== Task to complete ==
From the entries that follow, copy each line in which "enum" appears.
────────────────────
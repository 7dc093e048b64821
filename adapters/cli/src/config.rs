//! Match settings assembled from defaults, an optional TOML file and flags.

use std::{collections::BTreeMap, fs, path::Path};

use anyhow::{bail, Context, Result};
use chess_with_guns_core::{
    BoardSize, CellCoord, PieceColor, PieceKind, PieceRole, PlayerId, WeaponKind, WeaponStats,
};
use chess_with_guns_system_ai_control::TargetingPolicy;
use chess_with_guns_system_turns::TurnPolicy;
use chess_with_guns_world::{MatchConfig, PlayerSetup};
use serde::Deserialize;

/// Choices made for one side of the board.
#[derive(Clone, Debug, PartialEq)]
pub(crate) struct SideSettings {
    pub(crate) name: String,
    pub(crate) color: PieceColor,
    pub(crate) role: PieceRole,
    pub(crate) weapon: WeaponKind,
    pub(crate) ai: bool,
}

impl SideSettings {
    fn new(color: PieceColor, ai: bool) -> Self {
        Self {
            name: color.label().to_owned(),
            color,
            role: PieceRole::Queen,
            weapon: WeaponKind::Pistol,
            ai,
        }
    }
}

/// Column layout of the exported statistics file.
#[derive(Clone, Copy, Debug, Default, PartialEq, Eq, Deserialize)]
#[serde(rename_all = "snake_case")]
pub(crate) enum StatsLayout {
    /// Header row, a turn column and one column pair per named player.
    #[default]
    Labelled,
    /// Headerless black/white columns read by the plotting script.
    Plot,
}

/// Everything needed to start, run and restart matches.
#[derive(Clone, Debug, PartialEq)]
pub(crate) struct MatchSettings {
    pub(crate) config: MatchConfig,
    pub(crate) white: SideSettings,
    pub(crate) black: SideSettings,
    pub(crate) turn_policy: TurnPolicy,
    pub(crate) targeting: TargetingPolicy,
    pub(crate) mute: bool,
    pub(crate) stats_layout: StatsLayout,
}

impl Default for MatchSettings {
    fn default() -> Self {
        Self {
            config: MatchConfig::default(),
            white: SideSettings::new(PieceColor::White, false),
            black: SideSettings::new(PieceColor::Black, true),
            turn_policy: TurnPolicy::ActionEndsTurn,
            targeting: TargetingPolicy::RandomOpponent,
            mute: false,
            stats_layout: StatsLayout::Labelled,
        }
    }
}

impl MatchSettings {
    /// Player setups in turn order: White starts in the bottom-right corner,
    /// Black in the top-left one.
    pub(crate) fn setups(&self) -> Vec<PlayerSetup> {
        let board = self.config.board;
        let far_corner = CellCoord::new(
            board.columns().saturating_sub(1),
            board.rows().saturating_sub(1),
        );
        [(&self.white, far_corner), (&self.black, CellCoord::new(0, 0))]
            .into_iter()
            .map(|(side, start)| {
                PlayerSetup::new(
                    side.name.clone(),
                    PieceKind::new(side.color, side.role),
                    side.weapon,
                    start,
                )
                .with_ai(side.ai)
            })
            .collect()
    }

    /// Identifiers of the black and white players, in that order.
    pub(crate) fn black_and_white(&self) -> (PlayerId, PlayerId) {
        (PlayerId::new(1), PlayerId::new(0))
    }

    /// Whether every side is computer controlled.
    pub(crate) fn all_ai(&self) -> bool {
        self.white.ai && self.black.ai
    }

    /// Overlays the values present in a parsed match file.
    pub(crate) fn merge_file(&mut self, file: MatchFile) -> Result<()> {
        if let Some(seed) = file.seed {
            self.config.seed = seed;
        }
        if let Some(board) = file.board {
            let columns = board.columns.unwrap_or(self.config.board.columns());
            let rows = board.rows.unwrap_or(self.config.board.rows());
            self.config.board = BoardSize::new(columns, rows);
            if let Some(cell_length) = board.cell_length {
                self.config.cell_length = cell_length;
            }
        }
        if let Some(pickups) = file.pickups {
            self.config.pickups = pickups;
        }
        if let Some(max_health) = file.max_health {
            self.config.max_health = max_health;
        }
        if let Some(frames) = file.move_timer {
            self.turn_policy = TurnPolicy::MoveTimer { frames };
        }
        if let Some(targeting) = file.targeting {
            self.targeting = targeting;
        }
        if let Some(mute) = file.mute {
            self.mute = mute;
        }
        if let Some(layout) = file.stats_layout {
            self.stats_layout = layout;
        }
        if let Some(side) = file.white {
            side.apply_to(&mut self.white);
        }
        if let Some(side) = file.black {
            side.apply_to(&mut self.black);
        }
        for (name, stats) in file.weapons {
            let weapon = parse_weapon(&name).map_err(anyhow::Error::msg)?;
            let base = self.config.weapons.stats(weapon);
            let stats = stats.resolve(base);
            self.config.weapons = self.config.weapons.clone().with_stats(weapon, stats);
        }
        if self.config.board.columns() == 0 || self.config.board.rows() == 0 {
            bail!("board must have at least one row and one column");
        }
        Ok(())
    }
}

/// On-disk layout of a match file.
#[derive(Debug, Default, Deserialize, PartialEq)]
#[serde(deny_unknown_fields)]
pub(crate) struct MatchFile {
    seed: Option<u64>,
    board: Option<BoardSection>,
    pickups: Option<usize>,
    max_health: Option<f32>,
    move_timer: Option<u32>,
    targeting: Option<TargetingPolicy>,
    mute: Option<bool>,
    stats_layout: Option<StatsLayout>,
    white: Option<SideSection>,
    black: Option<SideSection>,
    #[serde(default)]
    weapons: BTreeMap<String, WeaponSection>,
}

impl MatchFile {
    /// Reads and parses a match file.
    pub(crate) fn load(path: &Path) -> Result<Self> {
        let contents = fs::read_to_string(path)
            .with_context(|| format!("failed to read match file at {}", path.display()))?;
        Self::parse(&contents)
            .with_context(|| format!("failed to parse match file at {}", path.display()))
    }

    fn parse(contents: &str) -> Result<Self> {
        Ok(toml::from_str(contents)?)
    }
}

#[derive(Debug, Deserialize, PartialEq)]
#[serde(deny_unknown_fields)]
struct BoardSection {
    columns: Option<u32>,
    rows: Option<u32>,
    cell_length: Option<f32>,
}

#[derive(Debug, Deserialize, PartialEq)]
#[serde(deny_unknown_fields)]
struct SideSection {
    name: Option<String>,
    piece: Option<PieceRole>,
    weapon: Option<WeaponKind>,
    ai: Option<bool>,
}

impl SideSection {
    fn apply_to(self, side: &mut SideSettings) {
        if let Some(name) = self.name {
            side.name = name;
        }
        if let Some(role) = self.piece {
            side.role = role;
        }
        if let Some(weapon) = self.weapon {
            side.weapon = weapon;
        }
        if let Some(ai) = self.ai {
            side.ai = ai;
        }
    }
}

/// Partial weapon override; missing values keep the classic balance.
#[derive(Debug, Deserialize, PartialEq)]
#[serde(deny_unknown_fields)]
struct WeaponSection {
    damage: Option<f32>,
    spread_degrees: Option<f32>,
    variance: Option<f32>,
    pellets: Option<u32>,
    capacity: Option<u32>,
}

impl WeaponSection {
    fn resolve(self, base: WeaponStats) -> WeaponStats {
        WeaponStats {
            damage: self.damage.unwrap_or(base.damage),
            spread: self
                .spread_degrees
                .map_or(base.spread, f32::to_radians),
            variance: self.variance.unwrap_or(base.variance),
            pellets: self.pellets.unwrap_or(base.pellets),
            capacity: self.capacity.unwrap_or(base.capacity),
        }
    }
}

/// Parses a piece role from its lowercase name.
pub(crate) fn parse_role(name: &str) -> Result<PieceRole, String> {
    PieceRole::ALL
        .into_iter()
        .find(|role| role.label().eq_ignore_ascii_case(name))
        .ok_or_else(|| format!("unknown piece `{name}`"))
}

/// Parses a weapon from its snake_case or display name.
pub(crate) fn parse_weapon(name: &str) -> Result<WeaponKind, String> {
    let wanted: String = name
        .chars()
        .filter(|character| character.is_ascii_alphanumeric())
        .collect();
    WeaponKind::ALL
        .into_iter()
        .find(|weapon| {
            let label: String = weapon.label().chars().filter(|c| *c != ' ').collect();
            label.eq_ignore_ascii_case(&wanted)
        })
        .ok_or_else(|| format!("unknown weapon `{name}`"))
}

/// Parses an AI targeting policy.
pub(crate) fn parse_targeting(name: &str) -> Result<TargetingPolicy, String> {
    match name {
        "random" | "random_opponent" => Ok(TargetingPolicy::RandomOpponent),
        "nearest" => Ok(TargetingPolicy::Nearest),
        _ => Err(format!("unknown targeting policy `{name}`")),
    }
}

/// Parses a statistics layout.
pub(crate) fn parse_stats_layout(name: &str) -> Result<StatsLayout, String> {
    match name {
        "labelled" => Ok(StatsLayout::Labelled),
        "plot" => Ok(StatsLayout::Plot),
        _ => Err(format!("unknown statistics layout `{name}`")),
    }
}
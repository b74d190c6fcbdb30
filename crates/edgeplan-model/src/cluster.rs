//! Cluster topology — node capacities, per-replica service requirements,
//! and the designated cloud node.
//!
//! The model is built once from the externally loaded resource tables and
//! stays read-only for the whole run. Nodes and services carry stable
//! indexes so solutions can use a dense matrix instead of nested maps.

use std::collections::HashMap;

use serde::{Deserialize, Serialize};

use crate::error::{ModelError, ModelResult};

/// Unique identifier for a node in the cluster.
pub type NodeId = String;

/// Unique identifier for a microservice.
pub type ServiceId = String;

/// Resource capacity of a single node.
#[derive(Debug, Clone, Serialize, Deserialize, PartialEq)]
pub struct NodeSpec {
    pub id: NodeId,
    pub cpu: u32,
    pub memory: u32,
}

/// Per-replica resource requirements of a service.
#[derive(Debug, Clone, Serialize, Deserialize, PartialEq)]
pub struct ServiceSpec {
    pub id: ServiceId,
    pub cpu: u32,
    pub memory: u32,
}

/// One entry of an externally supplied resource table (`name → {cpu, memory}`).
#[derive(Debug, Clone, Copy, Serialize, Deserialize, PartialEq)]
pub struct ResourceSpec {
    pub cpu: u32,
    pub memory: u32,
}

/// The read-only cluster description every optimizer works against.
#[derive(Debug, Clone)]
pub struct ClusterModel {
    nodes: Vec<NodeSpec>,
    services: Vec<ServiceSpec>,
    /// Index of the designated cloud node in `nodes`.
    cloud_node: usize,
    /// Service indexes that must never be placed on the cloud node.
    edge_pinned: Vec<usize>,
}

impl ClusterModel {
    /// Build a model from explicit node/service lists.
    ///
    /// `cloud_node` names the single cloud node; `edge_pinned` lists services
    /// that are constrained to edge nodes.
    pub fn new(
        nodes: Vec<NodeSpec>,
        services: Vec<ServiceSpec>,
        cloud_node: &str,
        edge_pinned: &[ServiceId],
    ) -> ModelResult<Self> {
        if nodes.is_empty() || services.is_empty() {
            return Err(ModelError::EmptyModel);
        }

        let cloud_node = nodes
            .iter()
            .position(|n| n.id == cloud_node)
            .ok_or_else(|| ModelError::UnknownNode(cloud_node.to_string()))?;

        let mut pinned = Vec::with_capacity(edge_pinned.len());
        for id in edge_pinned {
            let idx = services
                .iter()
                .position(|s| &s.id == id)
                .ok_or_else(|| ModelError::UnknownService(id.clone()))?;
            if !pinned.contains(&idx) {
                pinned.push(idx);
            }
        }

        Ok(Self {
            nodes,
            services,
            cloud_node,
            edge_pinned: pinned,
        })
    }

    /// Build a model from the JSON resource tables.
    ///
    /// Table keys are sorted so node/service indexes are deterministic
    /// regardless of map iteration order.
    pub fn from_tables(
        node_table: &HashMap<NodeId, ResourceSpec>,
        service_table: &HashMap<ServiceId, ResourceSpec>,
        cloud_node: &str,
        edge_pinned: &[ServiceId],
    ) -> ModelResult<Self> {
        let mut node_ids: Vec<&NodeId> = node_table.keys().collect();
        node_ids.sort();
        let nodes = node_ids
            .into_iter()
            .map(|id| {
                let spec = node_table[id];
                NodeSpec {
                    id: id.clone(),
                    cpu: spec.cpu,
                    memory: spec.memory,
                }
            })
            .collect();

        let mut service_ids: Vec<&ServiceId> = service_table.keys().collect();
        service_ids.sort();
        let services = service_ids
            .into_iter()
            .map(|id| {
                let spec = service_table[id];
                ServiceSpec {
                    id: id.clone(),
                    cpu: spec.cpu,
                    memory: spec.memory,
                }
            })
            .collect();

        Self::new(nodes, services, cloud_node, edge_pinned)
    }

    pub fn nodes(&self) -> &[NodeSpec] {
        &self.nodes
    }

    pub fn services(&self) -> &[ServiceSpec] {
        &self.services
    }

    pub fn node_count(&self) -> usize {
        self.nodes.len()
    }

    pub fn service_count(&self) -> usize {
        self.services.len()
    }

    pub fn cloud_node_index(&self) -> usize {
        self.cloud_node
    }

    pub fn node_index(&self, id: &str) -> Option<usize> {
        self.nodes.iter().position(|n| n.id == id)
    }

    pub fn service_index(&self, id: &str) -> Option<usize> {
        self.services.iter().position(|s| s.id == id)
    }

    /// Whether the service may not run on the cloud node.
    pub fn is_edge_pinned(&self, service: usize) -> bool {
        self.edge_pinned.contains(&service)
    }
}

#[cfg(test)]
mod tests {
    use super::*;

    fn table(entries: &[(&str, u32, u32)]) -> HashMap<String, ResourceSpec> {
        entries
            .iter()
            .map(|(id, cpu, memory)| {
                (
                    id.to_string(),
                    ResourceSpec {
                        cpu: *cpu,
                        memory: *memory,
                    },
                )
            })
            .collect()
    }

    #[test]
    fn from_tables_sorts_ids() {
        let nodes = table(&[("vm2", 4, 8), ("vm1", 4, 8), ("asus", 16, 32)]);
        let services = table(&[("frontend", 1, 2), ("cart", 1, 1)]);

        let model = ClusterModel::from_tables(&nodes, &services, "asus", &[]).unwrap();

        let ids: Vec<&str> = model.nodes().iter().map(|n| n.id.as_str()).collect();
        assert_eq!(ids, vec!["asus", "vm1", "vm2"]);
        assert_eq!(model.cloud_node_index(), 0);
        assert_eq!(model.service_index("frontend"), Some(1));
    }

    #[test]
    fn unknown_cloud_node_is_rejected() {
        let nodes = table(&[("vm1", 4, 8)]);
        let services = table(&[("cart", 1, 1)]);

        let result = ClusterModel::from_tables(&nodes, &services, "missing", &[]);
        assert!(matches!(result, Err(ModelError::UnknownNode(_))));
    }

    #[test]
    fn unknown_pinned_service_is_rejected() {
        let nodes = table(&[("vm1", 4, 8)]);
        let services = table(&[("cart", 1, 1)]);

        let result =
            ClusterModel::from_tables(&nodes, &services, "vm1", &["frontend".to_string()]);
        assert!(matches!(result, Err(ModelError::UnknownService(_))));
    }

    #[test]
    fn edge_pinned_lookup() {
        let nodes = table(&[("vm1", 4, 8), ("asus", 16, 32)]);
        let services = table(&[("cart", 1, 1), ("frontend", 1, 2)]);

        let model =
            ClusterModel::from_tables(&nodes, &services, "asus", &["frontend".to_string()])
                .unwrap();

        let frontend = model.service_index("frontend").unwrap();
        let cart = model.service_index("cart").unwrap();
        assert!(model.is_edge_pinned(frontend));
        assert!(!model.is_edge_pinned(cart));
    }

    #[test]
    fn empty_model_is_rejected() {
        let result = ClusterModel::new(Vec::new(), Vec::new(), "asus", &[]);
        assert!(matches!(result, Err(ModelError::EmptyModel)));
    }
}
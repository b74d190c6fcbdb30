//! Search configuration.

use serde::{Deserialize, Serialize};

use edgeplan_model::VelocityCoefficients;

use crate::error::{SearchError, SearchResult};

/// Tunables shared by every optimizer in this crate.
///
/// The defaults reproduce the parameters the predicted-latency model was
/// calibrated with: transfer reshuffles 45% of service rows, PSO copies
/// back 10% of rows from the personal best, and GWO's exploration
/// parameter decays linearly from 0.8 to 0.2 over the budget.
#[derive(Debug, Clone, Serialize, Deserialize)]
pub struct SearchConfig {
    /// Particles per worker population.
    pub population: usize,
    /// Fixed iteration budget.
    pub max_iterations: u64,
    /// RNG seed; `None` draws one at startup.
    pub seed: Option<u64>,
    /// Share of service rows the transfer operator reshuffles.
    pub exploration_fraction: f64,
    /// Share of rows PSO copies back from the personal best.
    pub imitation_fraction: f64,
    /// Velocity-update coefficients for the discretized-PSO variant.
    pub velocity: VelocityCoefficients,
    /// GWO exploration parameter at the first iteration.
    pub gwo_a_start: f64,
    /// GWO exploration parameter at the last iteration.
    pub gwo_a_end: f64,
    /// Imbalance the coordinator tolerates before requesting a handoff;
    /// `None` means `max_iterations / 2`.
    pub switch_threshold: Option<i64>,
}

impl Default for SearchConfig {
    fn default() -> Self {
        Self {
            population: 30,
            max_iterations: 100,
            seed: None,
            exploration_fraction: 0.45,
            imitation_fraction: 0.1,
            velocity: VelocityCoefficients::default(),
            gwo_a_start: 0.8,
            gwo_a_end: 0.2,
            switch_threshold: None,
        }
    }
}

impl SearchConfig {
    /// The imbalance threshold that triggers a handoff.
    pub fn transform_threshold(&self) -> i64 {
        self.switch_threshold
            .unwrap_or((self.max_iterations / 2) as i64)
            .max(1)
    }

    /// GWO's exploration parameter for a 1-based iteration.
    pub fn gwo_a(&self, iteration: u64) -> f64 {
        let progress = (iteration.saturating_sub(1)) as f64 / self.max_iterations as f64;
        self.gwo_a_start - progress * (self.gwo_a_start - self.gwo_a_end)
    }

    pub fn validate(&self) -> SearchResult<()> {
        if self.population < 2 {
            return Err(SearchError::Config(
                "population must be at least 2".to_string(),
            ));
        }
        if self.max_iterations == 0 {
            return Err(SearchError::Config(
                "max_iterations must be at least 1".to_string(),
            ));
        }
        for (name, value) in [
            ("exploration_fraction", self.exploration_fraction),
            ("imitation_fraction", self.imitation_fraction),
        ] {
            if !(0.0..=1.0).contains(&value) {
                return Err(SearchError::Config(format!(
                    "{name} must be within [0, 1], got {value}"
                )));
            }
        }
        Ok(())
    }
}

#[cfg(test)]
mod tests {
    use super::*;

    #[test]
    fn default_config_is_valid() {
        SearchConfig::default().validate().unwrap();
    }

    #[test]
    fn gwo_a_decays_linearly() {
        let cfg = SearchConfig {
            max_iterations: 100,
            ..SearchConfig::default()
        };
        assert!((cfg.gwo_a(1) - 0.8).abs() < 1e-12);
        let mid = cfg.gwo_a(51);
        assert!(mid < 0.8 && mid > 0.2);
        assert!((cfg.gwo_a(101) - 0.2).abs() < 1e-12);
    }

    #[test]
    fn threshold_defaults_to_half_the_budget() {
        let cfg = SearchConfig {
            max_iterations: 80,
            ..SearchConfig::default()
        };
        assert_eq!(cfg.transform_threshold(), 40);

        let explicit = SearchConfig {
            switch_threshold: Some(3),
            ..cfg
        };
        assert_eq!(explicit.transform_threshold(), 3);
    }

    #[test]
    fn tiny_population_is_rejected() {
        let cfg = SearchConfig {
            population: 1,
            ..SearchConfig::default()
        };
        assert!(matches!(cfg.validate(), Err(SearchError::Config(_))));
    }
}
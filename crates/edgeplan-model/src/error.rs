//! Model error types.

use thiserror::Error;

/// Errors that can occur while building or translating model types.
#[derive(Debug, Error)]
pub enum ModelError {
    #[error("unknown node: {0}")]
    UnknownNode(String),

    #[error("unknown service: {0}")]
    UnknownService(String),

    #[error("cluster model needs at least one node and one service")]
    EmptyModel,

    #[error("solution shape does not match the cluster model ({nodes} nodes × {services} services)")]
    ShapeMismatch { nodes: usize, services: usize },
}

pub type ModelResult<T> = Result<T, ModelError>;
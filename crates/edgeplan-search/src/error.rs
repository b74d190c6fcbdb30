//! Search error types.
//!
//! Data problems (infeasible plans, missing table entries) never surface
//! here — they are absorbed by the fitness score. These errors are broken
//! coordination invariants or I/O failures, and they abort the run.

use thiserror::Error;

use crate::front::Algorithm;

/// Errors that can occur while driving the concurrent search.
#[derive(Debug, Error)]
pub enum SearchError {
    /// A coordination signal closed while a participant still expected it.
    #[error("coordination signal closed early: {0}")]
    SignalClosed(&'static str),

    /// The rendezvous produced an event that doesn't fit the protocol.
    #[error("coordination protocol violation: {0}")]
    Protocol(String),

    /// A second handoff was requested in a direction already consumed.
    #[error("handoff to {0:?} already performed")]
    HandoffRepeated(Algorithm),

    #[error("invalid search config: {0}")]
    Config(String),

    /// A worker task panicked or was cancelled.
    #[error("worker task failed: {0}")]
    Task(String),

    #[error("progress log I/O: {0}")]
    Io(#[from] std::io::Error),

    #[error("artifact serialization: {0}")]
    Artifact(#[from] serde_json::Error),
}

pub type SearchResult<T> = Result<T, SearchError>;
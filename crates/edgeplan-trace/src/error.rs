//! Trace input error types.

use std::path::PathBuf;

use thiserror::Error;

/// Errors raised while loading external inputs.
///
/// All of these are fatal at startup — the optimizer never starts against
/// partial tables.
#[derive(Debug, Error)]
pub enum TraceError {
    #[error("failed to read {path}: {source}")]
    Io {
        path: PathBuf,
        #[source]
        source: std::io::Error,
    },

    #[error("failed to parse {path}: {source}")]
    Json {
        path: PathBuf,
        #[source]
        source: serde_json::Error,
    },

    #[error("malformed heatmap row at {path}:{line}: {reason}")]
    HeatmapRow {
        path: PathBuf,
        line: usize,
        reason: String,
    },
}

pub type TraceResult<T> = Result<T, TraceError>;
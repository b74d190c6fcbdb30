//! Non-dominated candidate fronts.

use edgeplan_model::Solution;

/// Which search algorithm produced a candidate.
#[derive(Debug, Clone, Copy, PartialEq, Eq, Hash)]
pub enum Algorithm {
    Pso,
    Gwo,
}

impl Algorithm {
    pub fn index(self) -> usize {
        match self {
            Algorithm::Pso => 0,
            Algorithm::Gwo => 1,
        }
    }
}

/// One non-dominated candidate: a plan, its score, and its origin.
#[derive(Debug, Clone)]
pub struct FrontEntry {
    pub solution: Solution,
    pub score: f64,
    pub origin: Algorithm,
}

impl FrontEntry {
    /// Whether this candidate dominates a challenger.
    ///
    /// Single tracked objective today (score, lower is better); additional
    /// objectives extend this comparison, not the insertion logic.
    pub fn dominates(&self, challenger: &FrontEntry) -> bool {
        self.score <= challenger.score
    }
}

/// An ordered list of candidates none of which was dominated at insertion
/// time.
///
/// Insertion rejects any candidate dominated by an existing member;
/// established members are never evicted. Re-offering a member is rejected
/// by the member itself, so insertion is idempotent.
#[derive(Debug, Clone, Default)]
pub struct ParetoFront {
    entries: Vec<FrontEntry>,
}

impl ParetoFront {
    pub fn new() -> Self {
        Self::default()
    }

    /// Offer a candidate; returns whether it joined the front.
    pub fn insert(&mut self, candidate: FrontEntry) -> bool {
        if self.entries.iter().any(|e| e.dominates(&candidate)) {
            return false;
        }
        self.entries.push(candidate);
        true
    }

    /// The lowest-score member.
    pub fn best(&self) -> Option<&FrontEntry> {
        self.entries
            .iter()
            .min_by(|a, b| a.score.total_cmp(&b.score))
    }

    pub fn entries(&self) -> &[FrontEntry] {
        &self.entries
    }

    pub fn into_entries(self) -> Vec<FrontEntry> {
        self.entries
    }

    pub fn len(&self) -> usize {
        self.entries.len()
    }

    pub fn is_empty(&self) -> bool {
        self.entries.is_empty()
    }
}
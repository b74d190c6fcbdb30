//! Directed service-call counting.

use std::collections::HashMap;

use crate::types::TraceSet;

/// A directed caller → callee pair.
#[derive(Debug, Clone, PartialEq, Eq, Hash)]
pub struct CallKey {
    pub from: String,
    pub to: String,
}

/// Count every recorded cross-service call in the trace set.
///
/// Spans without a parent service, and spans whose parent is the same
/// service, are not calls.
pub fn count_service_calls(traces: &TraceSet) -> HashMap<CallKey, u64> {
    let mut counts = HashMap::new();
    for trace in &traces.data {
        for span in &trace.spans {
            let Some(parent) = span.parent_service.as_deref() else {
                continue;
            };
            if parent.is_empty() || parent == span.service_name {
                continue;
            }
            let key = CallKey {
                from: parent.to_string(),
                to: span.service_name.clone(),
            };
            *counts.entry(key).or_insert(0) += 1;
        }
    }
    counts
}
────────────────────
== Solved problem ==
pub(crate) enum StatsLayout {
pub enum ModelError {
pub enum SearchError {
pub enum TraceError {
pub enum Algorithm {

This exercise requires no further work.